白眶鶲鶯(White-spectacled warbler)

最近還有一隻較罕有和有腳環的淡尾鶲鶯(Alstrom’s warbler) 在大埔滘出沒,運氣好才能看到牠。我也免強影到牠的特徵,沒有缺口的眼圈和像戒指般的腳環。

淡尾鶲鶯(Alstrom’s warbler)

今年的黑眉柳鶯(Sulphur-breasted warbler) 比以往多,一個鳥浪可以見到不只一隻,近期其他地區的林區也有記錄,分布也廣泛了。
黑眉柳鶯(Sulphur-breasted warbler)

鳥浪中還有今年大爆發的香蕉仔方尾鶲(Grey-headed canary flycatcher),華南冠紋柳鶯(Hartert’s leaf warbler) 和白腹鳯鶥(White-bellied erpornis)。

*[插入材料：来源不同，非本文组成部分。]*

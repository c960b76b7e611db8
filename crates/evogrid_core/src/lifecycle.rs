//! Per-tick rules for a single organism: ageing, energy, movement, death.

use crate::brain::{Action, ACTION_COUNT};
use crate::config::AppConfig;
use crate::error::GridError;
use crate::grid::{Entry, Grid};
use crate::organism::Organism;
use evogrid_data::{CellState, DeathCause, Direction};
use rand::Rng;

/// What happened when an organism tried to move.
#[derive(Debug, Clone, Copy, PartialEq)]
pub enum MoveOutcome {
    /// No step was drawn.
    Idle,
    Moved,
    /// Moved onto food and absorbed this much energy.
    Ate(f32),
    Blocked,
    Died(DeathCause),
}

/// Ages the organism and charges the idle cost. Returns the cause if this
/// call killed it.
pub fn age_and_metabolize(organism: &mut Organism, config: &AppConfig) -> Option<DeathCause> {
    organism.age = organism.age.saturating_add(1);
    organism.spend_energy(config.metabolism.idle_cost);

    let cause = if organism.age >= config.metabolism.max_age {
        DeathCause::OldAge
    } else if organism.energy <= 0.0 {
        DeathCause::Starvation
    } else {
        return None;
    };
    organism.kill(cause).then_some(cause)
}

fn level(levels: &[f32], action: Action) -> f32 {
    levels.get(action.index()).copied().unwrap_or(0.0)
}

/// Turns raw action levels into a grid step `(dx, dy)` with `dy` growing
/// southward, or `None` when neither axis fires.
///
/// Axis levels are combined, squashed with `tanh`, and `|tanh|` is the
/// probability of stepping along that axis.
pub fn decide_step<R: Rng>(
    levels: &[f32],
    facing: Direction,
    rng: &mut R,
) -> Option<(i32, i32)> {
    debug_assert!(levels.len() >= ACTION_COUNT);

    let (face_dx, face_dy) = facing.offset();
    let wander = Direction::ALL[rng.gen_range(0..Direction::ALL.len())];
    let (rand_dx, rand_dy) = wander.offset();

    let forward = level(levels, Action::MoveForward);
    let random = level(levels, Action::MoveRandom);

    let x = level(levels, Action::MoveX) + level(levels, Action::MoveEast)
        - level(levels, Action::MoveWest)
        + forward * face_dx as f32
        + random * rand_dx as f32;
    // Positive means north, which is a negative row offset.
    let north = level(levels, Action::MoveY) + level(levels, Action::MoveNorth)
        - level(levels, Action::MoveSouth)
        - forward * face_dy as f32
        - random * rand_dy as f32;

    let dx = axis_step(x, rng);
    let dy = -axis_step(north, rng);
    if dx == 0 && dy == 0 {
        None
    } else {
        Some((dx, dy))
    }
}

fn axis_step<R: Rng>(level: f32, rng: &mut R) -> i32 {
    let p = level.tanh();
    if p == 0.0 || !p.is_finite() {
        return 0;
    }
    if rng.gen::<f32>() < p.abs() {
        if p > 0.0 {
            1
        } else {
            -1
        }
    } else {
        0
    }
}

/// Moves the organism one step, paying the movement cost first. A diagonal
/// step costs twice as much. Radioactive targets kill without being
/// entered; food is eaten on entry.
pub fn apply_step(
    organism: &mut Organism,
    grid: &mut Grid,
    (dx, dy): (i32, i32),
    config: &AppConfig,
) -> Result<MoveOutcome, GridError> {
    let cost = if dx != 0 && dy != 0 {
        config.metabolism.move_cost * 2.0
    } else {
        config.metabolism.move_cost
    };
    if organism.spend_energy(cost) {
        return Ok(die(organism, grid, DeathCause::Starvation, config)?
            .map_or(MoveOutcome::Blocked, MoveOutcome::Died));
    }

    let target = organism.position.offset(dx, dy);
    let outcome = match grid.can_enter(target) {
        Entry::Blocked => return Ok(MoveOutcome::Blocked),
        Entry::Lethal => {
            return Ok(die(organism, grid, DeathCause::Radiation, config)?
                .map_or(MoveOutcome::Blocked, MoveOutcome::Died));
        }
        Entry::Eat => {
            let food = food_energy(grid.take_energy(target)?, config);
            MoveOutcome::Ate(organism.gain_energy(food, config.metabolism.max_energy))
        }
        Entry::Enter => MoveOutcome::Moved,
    };

    if grid.get(organism.position)?.owner == Some(organism.id) {
        grid.place(organism.position, CellState::Empty, None)?;
    }
    grid.place(target, CellState::Organism, Some(organism.id))?;
    organism.position = target;
    organism.steps += 1;
    if let Some(direction) = Direction::from_offset(dx, dy) {
        organism.direction = direction;
    }
    Ok(outcome)
}

/// Energy gained from a food cell: its stored energy, or `energy_from_food`
/// when the cell was written without any.
fn food_energy(stored: f32, config: &AppConfig) -> f32 {
    if stored > 0.0 {
        stored
    } else {
        config.metabolism.energy_from_food
    }
}

/// Kills the organism and frees its cell, leaving food behind when
/// configured. Returns the cause only for the call that killed it.
pub fn die(
    organism: &mut Organism,
    grid: &mut Grid,
    cause: DeathCause,
    config: &AppConfig,
) -> Result<Option<DeathCause>, GridError> {
    if !organism.kill(cause) {
        return Ok(None);
    }
    release_cell(organism, grid, config)?;
    Ok(Some(cause))
}

/// Frees the cell of an organism that is already dead.
pub fn release_cell(
    organism: &Organism,
    grid: &mut Grid,
    config: &AppConfig,
) -> Result<(), GridError> {
    let cell = grid.get(organism.position)?;
    if cell.owner != Some(organism.id) {
        return Ok(());
    }
    let residual = if config.metabolism.drop_food_on_death {
        config.metabolism.energy_from_food
    } else {
        0.0
    };
    grid.set_energy(organism.position, residual)?;
    grid.clear(organism.position)?;
    Ok(())
}

#[cfg(test)]
mod tests {
    use super::*;
    use crate::brain::NeuronCounts;
    use evogrid_data::{Coord, Genome, OrganismId};
    use rand::SeedableRng;
    use rand_chacha::ChaCha8Rng;

    fn setup(at: Coord) -> (Organism, Grid, AppConfig) {
        let mut grid = Grid::new(5);
        let org = Organism::new(
            OrganismId(1),
            at,
            Genome::default(),
            NeuronCounts::with_hidden(1),
            50.0,
        );
        grid.place(at, CellState::Organism, Some(org.id)).unwrap();
        (org, grid, AppConfig::default())
    }

    #[test]
    fn test_old_age_kills_once() {
        let (mut org, _grid, mut config) = setup(Coord::new(0, 0));
        config.metabolism.max_age = 2;
        assert_eq!(age_and_metabolize(&mut org, &config), None);
        assert_eq!(age_and_metabolize(&mut org, &config), Some(DeathCause::OldAge));
        assert_eq!(age_and_metabolize(&mut org, &config), None);
        assert!(!org.is_alive());
    }

    #[test]
    fn test_idle_cost_starves() {
        let (mut org, _grid, mut config) = setup(Coord::new(0, 0));
        config.metabolism.idle_cost = 30.0;
        assert_eq!(age_and_metabolize(&mut org, &config), None);
        assert_eq!(
            age_and_metabolize(&mut org, &config),
            Some(DeathCause::Starvation)
        );
        assert_eq!(org.energy, 0.0);
    }

    #[test]
    fn test_zero_levels_never_move() {
        let mut rng = ChaCha8Rng::seed_from_u64(3);
        for _ in 0..100 {
            assert_eq!(decide_step(&[0.0; ACTION_COUNT], Direction::East, &mut rng), None);
        }
    }

    #[test]
    fn test_saturated_levels_always_move() {
        let mut rng = ChaCha8Rng::seed_from_u64(4);
        let mut levels = [0.0; ACTION_COUNT];
        levels[Action::MoveY.index()] = 50.0;
        levels[Action::MoveWest.index()] = 50.0;
        for _ in 0..50 {
            assert_eq!(
                decide_step(&levels, Direction::North, &mut rng),
                Some((-1, -1))
            );
        }
    }

    #[test]
    fn test_forward_follows_facing() {
        let mut rng = ChaCha8Rng::seed_from_u64(5);
        let mut levels = [0.0; ACTION_COUNT];
        levels[Action::MoveForward.index()] = 50.0;
        assert_eq!(
            decide_step(&levels, Direction::SouthEast, &mut rng),
            Some((1, 1))
        );
    }

    #[test]
    fn test_step_into_empty_moves() {
        let (mut org, mut grid, config) = setup(Coord::new(2, 2));
        let out = apply_step(&mut org, &mut grid, (1, 0), &config).unwrap();
        assert_eq!(out, MoveOutcome::Moved);
        assert_eq!(org.position, Coord::new(3, 2));
        assert_eq!(org.direction, Direction::East);
        assert_eq!(grid.get(Coord::new(2, 2)).unwrap().state, CellState::Empty);
        assert_eq!(grid.get(Coord::new(3, 2)).unwrap().owner, Some(org.id));
        assert_eq!(org.energy, 50.0 - config.metabolism.move_cost);
        assert_eq!(grid.occupied(), 1);
    }

    #[test]
    fn test_diagonal_costs_double() {
        let (mut org, mut grid, config) = setup(Coord::new(2, 2));
        apply_step(&mut org, &mut grid, (1, 1), &config).unwrap();
        assert_eq!(org.energy, 50.0 - 2.0 * config.metabolism.move_cost);
    }

    #[test]
    fn test_step_onto_food_eats() {
        let (mut org, mut grid, config) = setup(Coord::new(2, 2));
        grid.place_food(Coord::new(2, 1), 40.0).unwrap();
        let out = apply_step(&mut org, &mut grid, (0, -1), &config).unwrap();
        assert_eq!(out, MoveOutcome::Ate(40.0));
        assert_eq!(grid.get(Coord::new(2, 1)).unwrap().energy, 0.0);
        assert_eq!(grid.occupied(), 1);
    }

    #[test]
    fn test_wall_blocks() {
        let (mut org, mut grid, config) = setup(Coord::new(0, 0));
        grid.place(Coord::new(1, 0), CellState::Wall, None).unwrap();
        assert_eq!(
            apply_step(&mut org, &mut grid, (1, 0), &config).unwrap(),
            MoveOutcome::Blocked
        );
        assert_eq!(
            apply_step(&mut org, &mut grid, (-1, 0), &config).unwrap(),
            MoveOutcome::Blocked
        );
        assert_eq!(org.position, Coord::new(0, 0));
    }

    #[test]
    fn test_radioactive_kills_and_leaves_food() {
        let (mut org, mut grid, config) = setup(Coord::new(2, 2));
        grid.place(Coord::new(2, 3), CellState::Radioactive, None)
            .unwrap();
        let out = apply_step(&mut org, &mut grid, (0, 1), &config).unwrap();
        assert_eq!(out, MoveOutcome::Died(DeathCause::Radiation));
        assert!(!org.is_alive());
        let cell = grid.get(Coord::new(2, 2)).unwrap();
        assert_eq!(cell.state, CellState::Food);
        assert_eq!(cell.owner, None);
        assert_eq!(grid.occupied(), grid.recount_occupied());
    }

    #[test]
    fn test_move_cost_can_starve() {
        let (mut org, mut grid, mut config) = setup(Coord::new(2, 2));
        config.metabolism.move_cost = 100.0;
        config.metabolism.drop_food_on_death = false;
        let out = apply_step(&mut org, &mut grid, (1, 0), &config).unwrap();
        assert_eq!(out, MoveOutcome::Died(DeathCause::Starvation));
        assert_eq!(grid.get(Coord::new(2, 2)).unwrap().state, CellState::Empty);
        assert_eq!(grid.occupied(), 0);
    }
}
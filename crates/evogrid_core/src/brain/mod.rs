pub mod crossover;
pub mod forward;
pub mod mutation;
pub mod topology;

pub use evogrid_data::{Gene, Genome, SinkKind, SourceKind};
use rand::Rng;
use serde::{Deserialize, Serialize};

pub use topology::{compile, random_gene_with_rng};

/// Output held by hidden neurons before their first update, and forever by
/// neurons that nothing drives.
pub const INITIAL_NEURON_OUTPUT: f32 = 0.5;

pub const SENSOR_LABELS: [&str; 14] = [
    "LocX",
    "LocY",
    "BoundaryDistX",
    "BoundaryDistY",
    "BoundaryDist",
    "LookNorth",
    "LookEast",
    "LookSouth",
    "LookWest",
    "Energy",
    "Age",
    "Random",
    "Oscillator",
    "Facing",
];

pub const ACTION_LABELS: [&str; 8] = [
    "MoveX",
    "MoveY",
    "MoveEast",
    "MoveWest",
    "MoveNorth",
    "MoveSouth",
    "MoveForward",
    "MoveRandom",
];

pub const SENSOR_COUNT: usize = SENSOR_LABELS.len();
pub const ACTION_COUNT: usize = ACTION_LABELS.len();

/// Sensor neuron ids, in gene index order.
#[derive(Debug, Clone, Copy, PartialEq, Eq, Hash)]
#[repr(u16)]
pub enum Sensor {
    LocX = 0,
    LocY,
    BoundaryDistX,
    BoundaryDistY,
    BoundaryDist,
    LookNorth,
    LookEast,
    LookSouth,
    LookWest,
    Energy,
    Age,
    Random,
    Oscillator,
    Facing,
}

impl Sensor {
    pub const ALL: [Sensor; SENSOR_COUNT] = [
        Sensor::LocX,
        Sensor::LocY,
        Sensor::BoundaryDistX,
        Sensor::BoundaryDistY,
        Sensor::BoundaryDist,
        Sensor::LookNorth,
        Sensor::LookEast,
        Sensor::LookSouth,
        Sensor::LookWest,
        Sensor::Energy,
        Sensor::Age,
        Sensor::Random,
        Sensor::Oscillator,
        Sensor::Facing,
    ];

    #[must_use]
    pub fn from_id(id: usize) -> Option<Self> {
        Self::ALL.get(id).copied()
    }

    #[must_use]
    pub fn id(self) -> u16 {
        self as u16
    }

    #[must_use]
    pub fn label(self) -> &'static str {
        SENSOR_LABELS[self as usize]
    }
}

/// Action neuron ids, in gene index order.
#[derive(Debug, Clone, Copy, PartialEq, Eq, Hash)]
#[repr(u16)]
pub enum Action {
    MoveX = 0,
    MoveY,
    MoveEast,
    MoveWest,
    MoveNorth,
    MoveSouth,
    MoveForward,
    MoveRandom,
}

impl Action {
    #[must_use]
    pub fn id(self) -> u16 {
        self as u16
    }

    #[must_use]
    pub fn index(self) -> usize {
        self as usize
    }

    #[must_use]
    pub fn label(self) -> &'static str {
        ACTION_LABELS[self as usize]
    }
}

/// Neuron population sizes a genome is compiled against.
#[derive(Debug, Clone, Copy, PartialEq, Eq, Serialize, Deserialize)]
pub struct NeuronCounts {
    pub sensors: usize,
    pub hidden: usize,
    pub actions: usize,
}

impl NeuronCounts {
    /// The simulator's fixed sensor/action catalogue with `hidden` neurons.
    #[must_use]
    pub fn with_hidden(hidden: usize) -> Self {
        Self {
            sensors: SENSOR_COUNT,
            hidden,
            actions: ACTION_COUNT,
        }
    }
}

/// Runtime state of a surviving hidden neuron.
#[derive(Debug, Clone, Copy, PartialEq, Serialize, Deserialize)]
pub struct Neuron {
    pub output: f32,
    /// Undriven neurons keep `INITIAL_NEURON_OUTPUT` forever.
    pub driven: bool,
}

/// A genome compiled into a pruned, feed-forward ordered connection list.
///
/// Connections reuse the [`Gene`] shape with hidden ids renumbered densely
/// into `0..neurons.len()`. Every hidden-sink connection precedes every
/// action-sink connection; `first_action` marks the boundary.
#[derive(Debug, Clone, PartialEq, Serialize, Deserialize)]
pub struct CompiledBrain {
    pub connections: Vec<Gene>,
    pub neurons: Vec<Neuron>,
    pub first_action: usize,
    pub counts: NeuronCounts,
}

impl CompiledBrain {
    /// Evaluates one tick. See [`forward::evaluate`].
    pub fn evaluate<F>(&mut self, sensor: F) -> Vec<f32>
    where
        F: FnMut(usize) -> f32,
    {
        forward::evaluate(self, sensor)
    }

    #[must_use]
    pub fn hidden_connections(&self) -> &[Gene] {
        &self.connections[..self.first_action]
    }

    #[must_use]
    pub fn action_connections(&self) -> &[Gene] {
        &self.connections[self.first_action..]
    }

    #[must_use]
    pub fn is_empty(&self) -> bool {
        self.connections.is_empty()
    }
}

/// Hereditary operations on genomes.
pub trait GenomeLogic {
    fn new_random_with_rng<R: Rng>(gene_count: usize, counts: NeuronCounts, rng: &mut R) -> Self;

    /// With probability `p_mutation`, flips one bit of one gene.
    fn mutate_with_rng<R: Rng>(&mut self, p_mutation: f32, rng: &mut R) -> bool;

    /// Index-wise crossover; each position comes from `self`, `other`, or a
    /// fresh random gene with probability `mutation_percent / 100`.
    fn crossover_with_rng<R: Rng>(
        &self,
        other: &Self,
        mutation_percent: f32,
        counts: NeuronCounts,
        rng: &mut R,
    ) -> Self;

    /// Single cut-point recombination producing two complementary children.
    fn splice(&self, other: &Self, cut: usize) -> (Self, Self)
    where
        Self: Sized;

    /// Ids reduced modulo the neuron count of their kind.
    fn normalized(&self, counts: NeuronCounts) -> Self;

    /// Display-grouping color `0xRRGGBB`, stable for equal genomes.
    fn signature_color(&self) -> u32;

    fn compile(&self, counts: NeuronCounts) -> CompiledBrain;
}

impl GenomeLogic for Genome {
    fn new_random_with_rng<R: Rng>(gene_count: usize, counts: NeuronCounts, rng: &mut R) -> Self {
        let genes = (0..gene_count)
            .map(|_| topology::random_gene_with_rng(counts, rng))
            .collect();
        Genome::from_genes(genes)
    }

    fn mutate_with_rng<R: Rng>(&mut self, p_mutation: f32, rng: &mut R) -> bool {
        mutation::mutate_with_rng(self, p_mutation, rng)
    }

    fn crossover_with_rng<R: Rng>(
        &self,
        other: &Self,
        mutation_percent: f32,
        counts: NeuronCounts,
        rng: &mut R,
    ) -> Self {
        crossover::crossover_with_rng(self, other, mutation_percent, counts, rng)
    }

    fn splice(&self, other: &Self, cut: usize) -> (Self, Self) {
        crossover::splice(self, other, cut)
    }

    fn normalized(&self, counts: NeuronCounts) -> Self {
        Genome::from_genes(topology::normalize(self, counts))
    }

    fn signature_color(&self) -> u32 {
        let mut hash = 0xcbf2_9ce4_8422_2325_u64;
        for gene in &self.genes {
            let source = gene.source_id.to_le_bytes();
            let sink = gene.sink_id.to_le_bytes();
            let weight = gene.weight.to_le_bytes();
            let bytes = [
                gene.source_kind as u8,
                source[0],
                source[1],
                gene.sink_kind as u8,
                sink[0],
                sink[1],
                weight[0],
                weight[1],
            ];
            for byte in bytes {
                hash ^= u64::from(byte);
                hash = hash.wrapping_mul(0x0100_0000_01b3_u64);
            }
        }
        ((hash ^ (hash >> 32)) as u32) & 0x00ff_ffff
    }

    fn compile(&self, counts: NeuronCounts) -> CompiledBrain {
        topology::compile(self, counts)
    }
}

方尾鶲(Grey-headed canary flycatcher)
華南冠紋柳鶯(Hartert’s leaf warbler)
白腹鳯鶥(White-bellied erpornis)

近幾星期其實鳥況有些奇怪,雖然有以上很多驚喜發現,但是整體過境雀鳥數目是少了,一些以往常到的冬候鳥更明顯少了,就像鴝姫鶲(Magimuki flycatcher)和紅尾水鴝(Phumbeous redstart),今年很難才能遇到一隻半隻。
鴝姫鶲(Magimuki flycatcher)
紅尾水鴝(Phumbeous redstart)

再寫網誌應該是出年了,祝大家鳥運亨通。